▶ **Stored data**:

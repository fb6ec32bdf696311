//! # `tiledmap_tree_core`
//!
//! Map tree backbone for `tiledmap_tree`. Turns the documents read by
//! `tiledmap_tree_assets` into live, observable [`Map`](map::Map) entities
//! organized in a parent/child forest, and writes them back.
//!
//! ## Architecture
//!
//! Layer 2 (this crate) sits on top of:
//! - **Layer 1** (`tiledmap_tree_assets`): map files, hierarchy descriptor, tile data codecs
//!
//! ## What Layer 2 Provides
//!
//! 1. **Map entities**: properties, grid size, layers, tilesets and placed objects
//! 2. **Tree surgery**: [`Map::set_parent`](map::Map::set_parent) with mount/unmount,
//!    keeping both sides of every link in step and rejecting cycles
//! 3. **Allocation**: per-map object ids (thread-safe) and tileset GID ranges
//! 4. **Events**: synchronous, filterable notifications for every mutation
//! 5. **Persistence**: [`MapTreeService`](tree::MapTreeService) loads and saves whole
//!    trees, refusing to write a forest with duplicate map ids
//!
//! ## Example Usage
//!
//! ```rust,no_run
//! use std::path::Path;
//! use tiledmap_tree_core::prelude::*;
//!
//! let service = MapTreeService::default();
//!
//! let world = Map::new(1);
//! let town = Map::new(2);
//! town.mount(&world)?;
//! town.add_tileset(TilesetRef::new("town", "../tilesets/town.tsx", 256), None);
//!
//! let maps = Path::new("assets/maps");
//! service.save_tree(maps, &maps.join("maps.xml"), &[world])?;
//!
//! let roots = service.load_tree(maps, &maps.join("maps.xml"))?;
//! assert_eq!(roots[0].children()[0].id(), 2);
//! # Ok::<(), TreeError>(())
//! ```

pub mod config;
pub mod error;
pub mod events;
pub mod ids;
pub mod layer;
pub mod map;
pub mod map_file;
pub mod project;
pub mod tileset;
pub mod tree;

pub mod prelude {
    //! Common imports for `tiledmap_tree_core` users.

    pub use crate::config::{MapDefaults, MapTreeConfig};
    pub use crate::error::{MapError, TreeError};
    pub use crate::events::{
        MapEvent, MapEventKind, ObserverId, ProjectEvent, ProjectEventKind, TaggedEvent,
    };
    pub use crate::ids::{ObjectIdAllocator, TilesetGidAllocator};
    pub use crate::layer::{Layer, MapObject, ObjectLayer, TileLayer};
    pub use crate::map::Map;
    pub use crate::map_file::MapFileCodec;
    pub use crate::project::MapProject;
    pub use crate::tileset::TilesetRef;
    pub use crate::tree::{MapTreeService, all_maps, find_map, next_free_id, validate};
}

// Re-export the main types at crate root for convenience
pub use config::MapTreeConfig;
pub use error::{MapError, TreeError};
pub use map::Map;
pub use project::MapProject;
pub use tree::MapTreeService;
//! The project side of a map tree: where the files live and which maps are roots.
//!
//! # Example
//!
//! ```rust,no_run
//! use tiledmap_tree_core::prelude::*;
//!
//! let mut project = MapProject::open("my_game")?;
//! let world = project.new_map(None)?;
//! world.set_name("Overworld");
//! let town = project.new_map(Some(&world))?;
//! town.set_name("Town");
//! project.save()?;
//! # Ok::<(), TreeError>(())
//! ```

use std::fs;
use std::path::{Path, PathBuf};

use tracing::{debug, info};

use crate::config::MapTreeConfig;
use crate::error::{MapError, TreeError};
use crate::events::{ObserverId, Observers, ProjectEvent, ProjectEventKind};
use crate::map::Map;
use crate::tree::{MapTreeService, find_map, next_free_id};

/// Name of the optional config file in a project root.
pub const CONFIG_FILE_NAME: &str = "tiledmap_tree.json";

/// Owner of a project's root maps.
///
/// Holds the roots, supplies the maps directory and hierarchy path to the
/// [`MapTreeService`], and emits [`ProjectEvent`]s when the root list changes.
#[derive(Debug)]
pub struct MapProject {
    root: PathBuf,
    config: MapTreeConfig,
    service: MapTreeService,
    roots: Vec<Map>,
    observers: Observers<ProjectEvent>,
}

impl MapProject {
    /// An empty project rooted at `root`.
    pub fn new(root: impl Into<PathBuf>, config: MapTreeConfig) -> Self {
        let service = MapTreeService::new(&config);
        Self {
            root: root.into(),
            config,
            service,
            roots: Vec::new(),
            observers: Observers::new(),
        }
    }

    /// A project rooted at `root`, configured from its `tiledmap_tree.json` if
    /// there is one. Maps are not loaded; call [`load`](Self::load).
    pub fn open(root: impl Into<PathBuf>) -> Result<Self, TreeError> {
        let root = root.into();
        let config_path = root.join(CONFIG_FILE_NAME);
        let config = if config_path.is_file() {
            MapTreeConfig::from_json_file(&config_path)?
        } else {
            debug!("No {} in {}, using defaults", CONFIG_FILE_NAME, root.display());
            MapTreeConfig::default()
        };
        Ok(Self::new(root, config))
    }

    pub fn root(&self) -> &Path {
        &self.root
    }

    pub fn config(&self) -> &MapTreeConfig {
        &self.config
    }

    pub fn service(&self) -> &MapTreeService {
        &self.service
    }

    pub fn maps_directory(&self) -> PathBuf {
        self.root.join(&self.config.maps_directory)
    }

    pub fn hierarchy_path(&self) -> PathBuf {
        self.maps_directory().join(&self.config.hierarchy_file)
    }

    pub fn roots(&self) -> &[Map] {
        &self.roots
    }

    pub fn find_map(&self, id: u32) -> Option<Map> {
        find_map(&self.roots, id)
    }

    /// Adopt `map` as a root, unmounting it first if it has a parent.
    ///
    /// Emits `RootMapAdded`. Adding a map that already is one of the roots does nothing.
    pub fn add_root_map(&mut self, map: Map) {
        if self.roots.contains(&map) {
            return;
        }
        if !map.is_root() {
            map.unmount();
        }
        self.roots.push(map.clone());
        self.observers.emit(&ProjectEvent::RootMapAdded { map });
    }

    /// Drop the root map with `id` from the project, returning it with its subtree.
    ///
    /// Emits `RootMapRemoved`.
    pub fn remove_root_map(&mut self, id: u32) -> Option<Map> {
        let index = self.roots.iter().position(|map| map.id() == id)?;
        let map = self.roots.remove(index);
        self.observers
            .emit(&ProjectEvent::RootMapRemoved { map: map.clone() });
        Some(map)
    }

    /// Create a map with the next free id, mounted under `parent` or added as a root.
    ///
    /// # Errors
    /// * [`MapError::MapIdsExhausted`] if the highest id in the project is `u32::MAX`
    pub fn new_map(&mut self, parent: Option<&Map>) -> Result<Map, MapError> {
        let id = next_free_id(&self.roots).ok_or(MapError::MapIdsExhausted)?;
        let map = Map::with_defaults(id, self.config.map_defaults());
        match parent {
            Some(parent) => map.mount(parent)?,
            None => self.add_root_map(map.clone()),
        }
        debug!("Created map {id}");
        Ok(map)
    }

    /// Write the whole tree, creating the maps directory if needed.
    pub fn save(&self) -> Result<(), TreeError> {
        let maps_directory = self.maps_directory();
        fs::create_dir_all(&maps_directory).map_err(|e| TreeError::io(&maps_directory, e))?;
        self.service
            .save_tree(&maps_directory, &self.hierarchy_path(), &self.roots)
    }

    /// Replace the roots with the tree stored on disk.
    ///
    /// Emits `RootMapRemoved` for each current root, then `RootMapAdded` for
    /// each loaded one. On error the current roots are kept.
    pub fn load(&mut self) -> Result<(), TreeError> {
        let loaded = self
            .service
            .load_tree(&self.maps_directory(), &self.hierarchy_path())?;

        for map in std::mem::take(&mut self.roots) {
            self.observers.emit(&ProjectEvent::RootMapRemoved { map });
        }
        for map in loaded {
            self.add_root_map(map);
        }
        info!(
            "Project {} loaded with {} root maps",
            self.root.display(),
            self.roots.len()
        );
        Ok(())
    }

    pub fn subscribe(&self, callback: impl FnMut(&ProjectEvent) + 'static) -> ObserverId {
        self.observers.subscribe(callback)
    }

    pub fn subscribe_to(
        &self,
        kind: ProjectEventKind,
        callback: impl FnMut(&ProjectEvent) + 'static,
    ) -> ObserverId {
        self.observers.subscribe_to(kind, callback)
    }

    pub fn unsubscribe(&self, id: ObserverId) -> bool {
        self.observers.unsubscribe(id)
    }
}
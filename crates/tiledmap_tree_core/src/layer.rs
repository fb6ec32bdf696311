//! Layer model of a map.

use tiledmap_tree_assets::LayerFormat;
use tiledmap_tree_assets::assets::map::{LayerDocument, ObjectDocument, Properties};

/// One layer of a map, bottom to top in the map's layer list.
#[derive(Debug, Clone, PartialEq)]
pub enum Layer {
    /// Grid of tile GIDs
    Tiles(TileLayer),
    /// Container of placed objects
    Objects(ObjectLayer),
}

impl Layer {
    pub fn name(&self) -> &str {
        match self {
            Layer::Tiles(layer) => &layer.name,
            Layer::Objects(layer) => &layer.name,
        }
    }

    pub fn properties(&self) -> &Properties {
        match self {
            Layer::Tiles(layer) => &layer.properties,
            Layer::Objects(layer) => &layer.properties,
        }
    }

    #[inline]
    pub fn is_object_container(&self) -> bool {
        matches!(self, Layer::Objects(_))
    }

    pub fn as_tiles(&self) -> Option<&TileLayer> {
        match self {
            Layer::Tiles(layer) => Some(layer),
            Layer::Objects(_) => None,
        }
    }

    pub fn as_objects(&self) -> Option<&ObjectLayer> {
        match self {
            Layer::Objects(layer) => Some(layer),
            Layer::Tiles(_) => None,
        }
    }

    pub(crate) fn from_document(document: LayerDocument) -> Self {
        match document {
            LayerDocument::Tiles {
                name,
                width,
                height,
                format,
                tiles,
                properties,
            } => Layer::Tiles(TileLayer {
                name,
                width,
                height,
                format: Some(format),
                tiles,
                properties,
            }),
            LayerDocument::Objects {
                name,
                objects,
                properties,
            } => Layer::Objects(ObjectLayer {
                name,
                objects: objects.into_iter().map(MapObject::from).collect(),
                properties,
            }),
        }
    }

    /// `fallback` is used for a tile layer that never had a format assigned.
    pub(crate) fn to_document(&self, fallback: LayerFormat) -> LayerDocument {
        match self {
            Layer::Tiles(layer) => LayerDocument::Tiles {
                name: layer.name.clone(),
                width: layer.width,
                height: layer.height,
                format: layer.format.unwrap_or(fallback),
                tiles: layer.tiles.clone(),
                properties: layer.properties.clone(),
            },
            Layer::Objects(layer) => LayerDocument::Objects {
                name: layer.name.clone(),
                objects: layer.objects.iter().cloned().map(ObjectDocument::from).collect(),
                properties: layer.properties.clone(),
            },
        }
    }
}

/// A grid of tile GIDs, row-major, `0` meaning empty.
#[derive(Debug, Clone, PartialEq)]
pub struct TileLayer {
    pub name: String,
    /// Size in tiles; set from the map when the layer is created
    pub width: u32,
    pub height: u32,
    /// Payload encoding; `None` takes the map's default when the layer is added
    pub format: Option<LayerFormat>,
    pub tiles: Vec<u32>,
    pub properties: Properties,
}

impl TileLayer {
    /// An empty `width` x `height` grid.
    pub fn new(name: impl Into<String>, width: u32, height: u32) -> Self {
        Self {
            name: name.into(),
            width,
            height,
            format: None,
            tiles: vec![0; width as usize * height as usize],
            properties: Properties::new(),
        }
    }

    pub fn with_format(mut self, format: LayerFormat) -> Self {
        self.format = Some(format);
        self
    }

    /// GID at `(x, y)`, `None` outside the grid.
    pub fn tile(&self, x: u32, y: u32) -> Option<u32> {
        if x >= self.width || y >= self.height {
            return None;
        }
        self.tiles.get((y * self.width + x) as usize).copied()
    }
}

/// A layer holding placed objects.
#[derive(Debug, Clone, PartialEq, Default)]
pub struct ObjectLayer {
    pub name: String,
    pub objects: Vec<MapObject>,
    pub properties: Properties,
}

impl ObjectLayer {
    pub fn new(name: impl Into<String>) -> Self {
        Self {
            name: name.into(),
            ..Default::default()
        }
    }

    pub fn object(&self, id: u32) -> Option<&MapObject> {
        self.objects.iter().find(|o| o.id == id)
    }
}

/// An object placed on an object layer.
///
/// An `id` of 0 means "not assigned yet": the map hands one out when the
/// object is added. An empty `name` is likewise filled in from the id.
#[derive(Debug, Clone, PartialEq, Default)]
pub struct MapObject {
    pub id: u32,
    pub name: String,
    /// Position in pixels
    pub x: f32,
    pub y: f32,
    pub width: f32,
    pub height: f32,
    /// Tile GID for tile objects, 0 otherwise
    pub gid: u32,
    pub properties: Properties,
}

impl MapObject {
    pub fn at(x: f32, y: f32) -> Self {
        Self {
            x,
            y,
            ..Default::default()
        }
    }

    pub fn named(mut self, name: impl Into<String>) -> Self {
        self.name = name.into();
        self
    }

    pub fn with_property(mut self, key: impl Into<String>, value: impl Into<String>) -> Self {
        self.properties.insert(key.into(), value.into());
        self
    }
}

impl From<ObjectDocument> for MapObject {
    fn from(document: ObjectDocument) -> Self {
        Self {
            id: document.id,
            name: document.name,
            x: document.x,
            y: document.y,
            width: document.width,
            height: document.height,
            gid: document.gid,
            properties: document.properties,
        }
    }
}

impl From<MapObject> for ObjectDocument {
    fn from(object: MapObject) -> Self {
        Self {
            id: object.id,
            name: object.name,
            x: object.x,
            y: object.y,
            width: object.width,
            height: object.height,
            gid: object.gid,
            properties: object.properties,
        }
    }
}
//! # `tiledmap_tree_assets`
//!
//! File layer of `tiledmap_tree`. Reads and writes the on-disk pieces of a map tree
//! without knowing anything about the tree itself:
//!
//! - **Map files** (`0001.tmx`, ...): one TMX document per map, see [`loaders::map`]
//! - **Hierarchy descriptor** (`maps.xml`): which map ids nest under which, see [`loaders::hierarchy`]
//! - **Tilesets** (`.tsx`): summaries loaded through the `tiled` crate, see [`loaders::tileset`]
//! - **Tile data**: csv/base64 payload encoding behind the [`TileDataCodec`] trait
//!
//! Layer 2 (`tiledmap_tree_core`) turns these documents into live `Map` entities.
//!
//! ## Example
//!
//! ```no_run
//! use std::path::Path;
//! use tiledmap_tree_assets::prelude::*;
//!
//! let roots = read_hierarchy(Path::new("maps/maps.xml"))?;
//! for root in &roots {
//!     let path = Path::new("maps").join(map_file_name(root.id, DEFAULT_MAP_EXTENSION));
//!     let document = read_map_document(&path, &DefaultTileDataCodec)?;
//!     println!("{}: {}x{}", root.id, document.width, document.height);
//! }
//! # Ok::<(), CodecError>(())
//! ```

pub mod assets;
pub mod error;
pub mod loaders;
pub mod paths;
pub mod tile_data;

pub use error::{CodecError, PathError};
pub use tile_data::{DefaultTileDataCodec, LayerFormat, TileCompression, TileDataCodec, TileEncoding};

/// Prelude module for convenient imports
pub mod prelude {
    pub use crate::assets::{
        hierarchy::HierarchyNode,
        map::{LayerDocument, MapDocument, ObjectDocument, Properties, TilesetBinding},
        tileset::TilesetSummary,
    };
    pub use crate::error::{CodecError, PathError};
    pub use crate::loaders::{
        hierarchy::{read_hierarchy, write_hierarchy},
        map::{read_map_document, write_map_document},
        tileset::load_tileset_summary,
    };
    pub use crate::paths::{DEFAULT_MAP_EXTENSION, map_file_name, map_id_from_path};
    pub use crate::tile_data::{
        DefaultTileDataCodec, LayerFormat, TileCompression, TileDataCodec, TileEncoding,
    };
}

▶ **Action item**: Tally the lines in the entries above that hold the string "documents" and state the tally alone.

▶ **Answer space**: 2